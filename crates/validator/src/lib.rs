//! # Meridian Validator
//!
//! Read-only analysis over a finished monthly output set: structural checks
//! (ranges, non-negativity, buyer/visitor sanity, duplicates) and relational
//! checks (hierarchy sums and ratio identities within tolerance).
//!
//! An `error` finding means the record should not be used downstream; a
//! `warning` means the numbers drifted but the record stands. The validator
//! never mutates its input, and nothing it finds aborts the pipeline.

pub mod engine;
pub mod report;

pub use engine::DataValidator;
pub use report::{Finding, Severity, ValidationReport};
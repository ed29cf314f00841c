use core_types::ChannelType;
use thiserror::Error;

#[derive(Error, Debug)]
pub enum AggregationError {
    #[error("No daily records found for {channel} in {year}-{month:02}")]
    NoData {
        year: i32,
        month: u32,
        channel: ChannelType,
    },

    #[error("Channel {0} is derived and cannot be aggregated from daily records")]
    DerivedChannel(ChannelType),
}
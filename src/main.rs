use anyhow::Context;
use clap::{Parser, Subcommand};
use comfy_table::{Cell, CellAlignment, ContentArrangement, Table, presets::UTF8_FULL};
use core_types::{DailyRecord, Metric, MonthlyMetric};
use pipeline::{PipelineOutput, ReportingPipeline};
use rust_decimal::Decimal;
use std::path::{Path, PathBuf};
use tracing_subscriber::{EnvFilter, FmtSubscriber};
use validator::ValidationReport;

/// The main entry point for the Meridian reporting application.
fn main() -> anyhow::Result<()> {
    let subscriber = FmtSubscriber::builder()
        .with_env_filter(EnvFilter::from_default_env())
        .finish();
    tracing::subscriber::set_global_default(subscriber)?;

    let cli = Cli::parse();

    match cli.command {
        Commands::Report(args) => handle_report(args)?,
        Commands::Validate(args) => handle_validate(args)?,
    }

    Ok(())
}

// ==============================================================================
// CLI Structure
// ==============================================================================

/// A monthly business review engine: aggregates daily channel records into
/// monthly results, derives exclusion variants, and validates the output.
#[derive(Parser)]
#[command(author, version, about, long_about = None)]
struct Cli {
    #[command(subcommand)]
    command: Commands,
}

#[derive(Subcommand)]
enum Commands {
    /// Build the full monthly report from a daily records file.
    Report(ReportArgs),
    /// Run the data checks only and print the findings.
    Validate(ValidateArgs),
}

#[derive(Parser)]
struct ReportArgs {
    /// Path to the daily records file (a JSON array of records).
    #[arg(long, short)]
    input: PathBuf,

    /// Path to a TOML configuration file. Defaults to `meridian.toml` in the
    /// working directory if present, otherwise built-in defaults.
    #[arg(long, short)]
    config: Option<String>,
}

#[derive(Parser)]
struct ValidateArgs {
    /// Path to the daily records file (a JSON array of records).
    #[arg(long, short)]
    input: PathBuf,

    /// Path to a TOML configuration file.
    #[arg(long, short)]
    config: Option<String>,
}

// ==============================================================================
// Command Logic
// ==============================================================================

fn run_pipeline(input: &Path, config: Option<&str>) -> anyhow::Result<PipelineOutput> {
    let settings = configuration::load_config(config).context("Failed to load configuration")?;

    let raw = std::fs::read_to_string(input)
        .with_context(|| format!("Failed to read input file {}", input.display()))?;
    let records: Vec<DailyRecord> =
        serde_json::from_str(&raw).context("Failed to parse daily records")?;

    let pipeline = ReportingPipeline::new(settings);
    let output = pipeline.run(&records)?;
    Ok(output)
}

fn handle_report(args: ReportArgs) -> anyhow::Result<()> {
    let output = run_pipeline(&args.input, args.config.as_deref())?;

    println!("--- Monthly Results ---");
    println!("{}", monthly_table(&output.monthly));

    if !output.ytd.is_empty() {
        println!("--- Fiscal Year-to-Date ---");
        println!("{}", ytd_table(&output.ytd));
    }

    print_report_summary(&output.report);
    Ok(())
}

fn handle_validate(args: ValidateArgs) -> anyhow::Result<()> {
    let output = run_pipeline(&args.input, args.config.as_deref())?;

    print_report_summary(&output.report);
    if !output.report.is_valid() {
        std::process::exit(1);
    }
    Ok(())
}

// ==============================================================================
// Rendering
// ==============================================================================

fn monthly_table(monthly: &[MonthlyMetric]) -> Table {
    let mut table = Table::new();
    table
        .load_preset(UTF8_FULL)
        .set_content_arrangement(ContentArrangement::Dynamic)
        .set_header(vec![
            "Period", "Channel", "Net", "Share %", "GMV", "AOV", "CR %", "UPT", "MoM Net %",
            "YoY Net %",
        ]);

    for m in monthly {
        table.add_row(vec![
            Cell::new(m.period()),
            Cell::new(m.channel),
            money_cell(m.net),
            opt_cell(m.net_share, 1),
            money_cell(m.gmv),
            opt_cell(m.aov, 2),
            opt_cell(m.cr, 2),
            opt_cell(m.upt, 2),
            opt_cell(m.mom_growth(Metric::Net), 1),
            opt_cell(m.yoy_growth(Metric::Net), 1),
        ]);
    }
    table
}

fn ytd_table(ytd: &[MonthlyMetric]) -> Table {
    let mut table = Table::new();
    table
        .load_preset(UTF8_FULL)
        .set_content_arrangement(ContentArrangement::Dynamic)
        .set_header(vec![
            "Fiscal Year", "Through", "Channel", "Net", "Share %", "GMV", "AOV", "CR %",
        ]);

    for m in ytd {
        let fy = m
            .fiscal_year
            .map(fiscal::fiscal_year_label)
            .unwrap_or_default();
        table.add_row(vec![
            Cell::new(fy),
            Cell::new(m.period()),
            Cell::new(m.channel),
            money_cell(m.net),
            opt_cell(m.net_share, 1),
            money_cell(m.gmv),
            opt_cell(m.aov, 2),
            opt_cell(m.cr, 2),
        ]);
    }
    table
}

fn money_cell(value: Decimal) -> Cell {
    Cell::new(value.round_dp(0)).set_alignment(CellAlignment::Right)
}

/// Renders an optional metric, showing "-" for undefined values rather
/// than a misleading zero.
fn opt_cell(value: Option<Decimal>, dp: u32) -> Cell {
    let text = match value {
        Some(v) => v.round_dp(dp).to_string(),
        None => "-".to_string(),
    };
    Cell::new(text).set_alignment(CellAlignment::Right)
}

fn print_report_summary(report: &ValidationReport) {
    println!("--- Validation ---");
    println!(
        "Checks: {} run, {} passed | Errors: {} | Warnings: {} | Quality score: {}",
        report.checks_run,
        report.checks_passed,
        report.error_count(),
        report.warning_count(),
        report.quality_score().round_dp(3),
    );
    for finding in &report.findings {
        println!("  {finding}");
    }
}
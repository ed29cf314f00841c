//! # Meridian Exclusion Engine
//!
//! Derives alternate channel views: the direct-to-consumer channel with one
//! or more named sub-channel contributions removed, and the "core business"
//! composite (platform + DTC excluding employee and social).
//!
//! ## The one correctness rule
//!
//! Derived sums are built by field-wise subtraction (or addition, for the
//! composite) of absolute quantities. Ratios are never subtracted or
//! combined across populations; after the sums are adjusted, every ratio is
//! recomputed from scratch through the metric calculator.
//!
//! Each derived channel's construction rule lives in an explicit registry
//! ([`config::derivation_rule`]); there is no string dispatch anywhere.

pub mod config;
pub mod engine;
pub mod error;

pub use config::{DerivationRule, ExclusionConfig, derivation_rule};
pub use engine::{DerivedSet, ExclusionEngine, SubstitutionNote};
pub use error::ExclusionError;
use thiserror::Error;

#[derive(Error, Debug)]
pub enum PipelineError {
    #[error("Channel derivation failed: {0}")]
    Exclusion(#[from] exclusion::ExclusionError),

    #[error("Fiscal accumulation failed: {0}")]
    Fiscal(#[from] fiscal::FiscalError),
}
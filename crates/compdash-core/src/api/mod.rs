//! HTTP plumbing for the dashboard API.
//!
//! `ApiClient` knows the server's auth endpoints and how to address
//! protected paths under the configured base URL. It holds no credentials;
//! the session manager decides which token goes on each call.

pub mod client;
pub mod error;
pub mod request;

pub use client::ApiClient;
pub use error::ApiError;
pub use request::RequestOptions;
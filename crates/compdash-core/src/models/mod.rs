//! Wire payloads exchanged with the dashboard API.
//!
//! Field names follow the server's JSON exactly. The user record is kept
//! opaque: the session layer only checks that one was returned.

pub mod auth;

pub use auth::{
    ErrorBody, LoginRequest, RefreshResponse, RegisterRequest, TokenResponse, UserRecord,
};
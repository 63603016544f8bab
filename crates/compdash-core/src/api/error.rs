use thiserror::Error;

#[derive(Error, Debug)]
pub enum ApiError {
    #[error("Access denied: {0}")]
    AccessDenied(String),

    #[error("Unauthorized - session has expired")]
    Unauthorized,

    #[error("Resource not found: {0}")]
    NotFound(String),

    #[error("Rate limited - please wait before retrying")]
    RateLimited,

    #[error("Server error: {0}")]
    ServerError(String),

    #[error("Network error: {0}")]
    NetworkError(#[from] reqwest::Error),

    #[error("Invalid header value: {0}")]
    InvalidHeader(#[from] reqwest::header::InvalidHeaderValue),

    #[error("Invalid response: {0}")]
    InvalidResponse(String),
}

/// Maximum length for error response bodies in error messages
const MAX_ERROR_BODY_LENGTH: usize = 500;

impl ApiError {
    /// Truncate a response body to avoid logging excessive data
    fn truncate_body(body: &str) -> String {
        if body.len() <= MAX_ERROR_BODY_LENGTH {
            return body.to_string();
        }
        let mut end = MAX_ERROR_BODY_LENGTH;
        while !body.is_char_boundary(end) {
            end -= 1;
        }
        format!("{}... (truncated, {} total bytes)", &body[..end], body.len())
    }

    pub fn from_status(status: reqwest::StatusCode, body: &str) -> Self {
        let truncated = Self::truncate_body(body);
        match status.as_u16() {
            401 => ApiError::Unauthorized,
            403 => ApiError::AccessDenied(truncated),
            404 => ApiError::NotFound(truncated),
            429 => ApiError::RateLimited,
            500..=599 => ApiError::ServerError(truncated),
            _ => ApiError::InvalidResponse(format!("Status {}: {}", status, truncated)),
        }
    }

    /// True when the call never produced an HTTP response
    pub fn is_transport(&self) -> bool {
        matches!(self, ApiError::NetworkError(_))
    }
}
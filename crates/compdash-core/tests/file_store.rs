//! Integration tests for the on-disk token store.

use std::fs;
use std::sync::Arc;
use std::time::Duration;

use compdash_core::{ApiClient, FileStore, SessionManager, SessionState, StoreError, TokenStore};
use serde_json::json;
use tempfile::TempDir;
use wiremock::matchers::{header, method, path};
use wiremock::{Mock, MockServer, ResponseTemplate};

#[test]
fn test_file_store_set_get_remove() {
    let temp_dir = TempDir::new().unwrap();
    let store = FileStore::new(temp_dir.path().join("nested").join("tokens.json"));

    assert_eq!(store.get("token").unwrap(), None);
    assert!(!store.path().exists());

    store.set("token", "A1").unwrap();
    store.set("refresh_token", "R1").unwrap();
    assert!(store.path().exists());
    assert_eq!(store.get("token").unwrap().as_deref(), Some("A1"));
    assert_eq!(store.get("refresh_token").unwrap().as_deref(), Some("R1"));

    store.remove("token").unwrap();
    assert_eq!(store.get("token").unwrap(), None);
    assert!(store.path().exists(), "file should remain while an entry is left");

    store.remove("refresh_token").unwrap();
    assert!(!store.path().exists(), "file should be deleted once empty");

    // Removing from an absent file is fine
    store.remove("refresh_token").unwrap();
}

#[cfg(unix)]
#[test]
fn test_file_store_is_owner_only() {
    use std::os::unix::fs::PermissionsExt;

    let temp_dir = TempDir::new().unwrap();
    let store = FileStore::new(temp_dir.path().join("tokens.json"));
    store.set("token", "A1").unwrap();

    let mode = fs::metadata(store.path()).unwrap().permissions().mode();
    assert_eq!(mode & 0o777, 0o600);
}

#[test]
fn test_file_store_corrupt_file_is_an_error() {
    let temp_dir = TempDir::new().unwrap();
    let path = temp_dir.path().join("tokens.json");
    fs::write(&path, "not json").unwrap();

    let store = FileStore::new(&path);
    assert!(matches!(store.get("token"), Err(StoreError::Serde(_))));
}

#[tokio::test]
async fn test_corrupt_file_starts_signed_out() {
    let temp_dir = TempDir::new().unwrap();
    let path = temp_dir.path().join("tokens.json");
    fs::write(&path, "{").unwrap();

    let api = ApiClient::new("http://127.0.0.1:1", Duration::from_secs(5)).unwrap();
    let manager = SessionManager::init(api, Arc::new(FileStore::new(&path))).await;
    assert_eq!(manager.state(), SessionState::Unauthenticated);
}

#[test]
fn test_file_store_recovers_from_corrupt_file() {
    let temp_dir = TempDir::new().unwrap();
    let path = temp_dir.path().join("tokens.json");

    // set replaces the unreadable contents
    fs::write(&path, "{").unwrap();
    let store = FileStore::new(&path);
    store.set("token", "A1").unwrap();
    assert_eq!(store.get("token").unwrap().as_deref(), Some("A1"));

    // remove deletes an unreadable file outright
    fs::write(&path, "not json").unwrap();
    store.remove("refresh_token").unwrap();
    assert!(!path.exists());
    assert_eq!(store.get("token").unwrap(), None);
}

#[tokio::test]
async fn test_login_over_corrupt_file_survives_restart() {
    let server = MockServer::start().await;
    let temp_dir = TempDir::new().unwrap();
    let token_path = temp_dir.path().join("tokens.json");
    fs::write(&token_path, "{").unwrap();

    Mock::given(method("POST"))
        .and(path("/auth/login"))
        .respond_with(ResponseTemplate::new(200).set_body_json(json!({
            "access_token": "A1",
            "refresh_token": "R1",
            "user": {"id": 1, "username": "alice"}
        })))
        .mount(&server)
        .await;
    Mock::given(method("GET"))
        .and(path("/auth/verify-token"))
        .and(header("Authorization", "Bearer A1"))
        .respond_with(ResponseTemplate::new(200).set_body_json(json!({"username": "alice"})))
        .expect(1)
        .mount(&server)
        .await;

    {
        let api = ApiClient::new(server.uri(), Duration::from_secs(5)).unwrap();
        let manager = SessionManager::init(api, Arc::new(FileStore::new(&token_path))).await;
        assert_eq!(manager.state(), SessionState::Unauthenticated);
        manager.login("alice", "pw").await.unwrap();
    }

    let api = ApiClient::new(server.uri(), Duration::from_secs(5)).unwrap();
    let manager = SessionManager::init(api, Arc::new(FileStore::new(&token_path))).await;
    assert_eq!(manager.state(), SessionState::Authenticated);
}

#[tokio::test]
async fn test_logout_clears_corrupt_file() {
    let temp_dir = TempDir::new().unwrap();
    let path = temp_dir.path().join("tokens.json");
    fs::write(&path, "{").unwrap();

    let api = ApiClient::new("http://127.0.0.1:1", Duration::from_secs(5)).unwrap();
    let manager = SessionManager::init(api, Arc::new(FileStore::new(&path))).await;
    manager.logout();
    assert!(!path.exists());
}

#[tokio::test]
async fn test_session_survives_restart() {
    let server = MockServer::start().await;
    let temp_dir = TempDir::new().unwrap();
    let token_path = temp_dir.path().join("tokens.json");

    Mock::given(method("POST"))
        .and(path("/auth/login"))
        .respond_with(ResponseTemplate::new(200).set_body_json(json!({
            "access_token": "A1",
            "refresh_token": "R1",
            "user": {"id": 1, "username": "alice"}
        })))
        .mount(&server)
        .await;
    Mock::given(method("GET"))
        .and(path("/auth/verify-token"))
        .and(header("Authorization", "Bearer A1"))
        .respond_with(ResponseTemplate::new(200).set_body_json(json!({
            "valid": true,
            "user_id": 1,
            "username": "alice"
        })))
        .expect(1)
        .mount(&server)
        .await;

    {
        let api = ApiClient::new(server.uri(), Duration::from_secs(5)).unwrap();
        let manager = SessionManager::init(api, Arc::new(FileStore::new(&token_path))).await;
        manager.login("alice", "pw").await.unwrap();
    }

    // A fresh process picks the session back up from disk
    let api = ApiClient::new(server.uri(), Duration::from_secs(5)).unwrap();
    let manager = SessionManager::init(api, Arc::new(FileStore::new(&token_path))).await;
    assert_eq!(manager.state(), SessionState::Authenticated);
    assert_eq!(manager.user().unwrap().display_name(), Some("alice"));
    assert_eq!(
        manager.session().credential.refresh_token.as_deref(),
        Some("R1")
    );

    manager.logout();
    assert!(!token_path.exists());
}
use reqwest::StatusCode;
use thiserror::Error;

/// Failure of a login, registration, verification or refresh.
#[derive(Error, Debug)]
pub enum AuthError {
    #[error("No refresh token available")]
    CredentialMissing,

    #[error("Authentication rejected ({status}): {message}")]
    Rejected { status: StatusCode, message: String },

    #[error("Network error: {0}")]
    Transport(#[from] reqwest::Error),

    #[error("Invalid response: {0}")]
    InvalidResponse(String),
}

impl AuthError {
    /// Message suitable for showing to the person signing in
    pub fn user_message(&self) -> String {
        match self {
            AuthError::CredentialMissing => "Not signed in".to_string(),
            AuthError::Rejected { message, .. } => message.clone(),
            AuthError::Transport(_) => "Network error".to_string(),
            AuthError::InvalidResponse(_) => "Invalid response from server".to_string(),
        }
    }

    pub fn status(&self) -> Option<StatusCode> {
        match self {
            AuthError::Rejected { status, .. } => Some(*status),
            _ => None,
        }
    }

    pub fn is_transport(&self) -> bool {
        matches!(self, AuthError::Transport(_))
    }
}

#[cfg(test)]
mod tests {
    use super::*;

    #[test]
    fn test_user_message() {
        let rejected = AuthError::Rejected {
            status: StatusCode::UNAUTHORIZED,
            message: "Invalid username or password".to_string(),
        };
        assert_eq!(rejected.user_message(), "Invalid username or password");
        assert_eq!(rejected.status(), Some(StatusCode::UNAUTHORIZED));
        assert!(!rejected.is_transport());

        assert_eq!(AuthError::CredentialMissing.user_message(), "Not signed in");
        assert_eq!(AuthError::CredentialMissing.status(), None);
        assert_eq!(
            AuthError::InvalidResponse("eof".to_string()).user_message(),
            "Invalid response from server"
        );
    }
}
|---|
- _INSTRUCTIONS FOR THE TASK_
Please return the lines above that run from the line containing "undefined values rather" to the line containing "never subtracted or", inclusive, exactly and with no other lines.

- _TASK SOLUTION_
/// Renders an optional metric, showing "-" for undefined values rather
/// than a misleading zero.
fn opt_cell(value: Option<Decimal>, dp: u32) -> Cell {
    let text = match value {
        Some(v) => v.round_dp(dp).to_string(),
        None => "-".to_string(),
    };
    Cell::new(text).set_alignment(CellAlignment::Right)
}

fn print_report_summary(report: &ValidationReport) {
    println!("--- Validation ---");
    println!(
        "Checks: {} run, {} passed | Errors: {} | Warnings: {} | Quality score: {}",
        report.checks_run,
        report.checks_passed,
        report.error_count(),
        report.warning_count(),
        report.quality_score().round_dp(3),
    );
    for finding in &report.findings {
        println!("  {finding}");
    }
}
repository ed29cf314f00841c
//! # Meridian Exclusion Engine
//!
//! Derives alternate channel views: the direct-to-consumer channel with one
//! or more named sub-channel contributions removed, and the "core business"
//! composite (platform + DTC excluding employee and social).
//!
//! ## The one correctness rule
//!
//! Derived sums are built by field-wise subtraction (or addition, for the
//! composite) of absolute quantities. Ratios are never subtracted or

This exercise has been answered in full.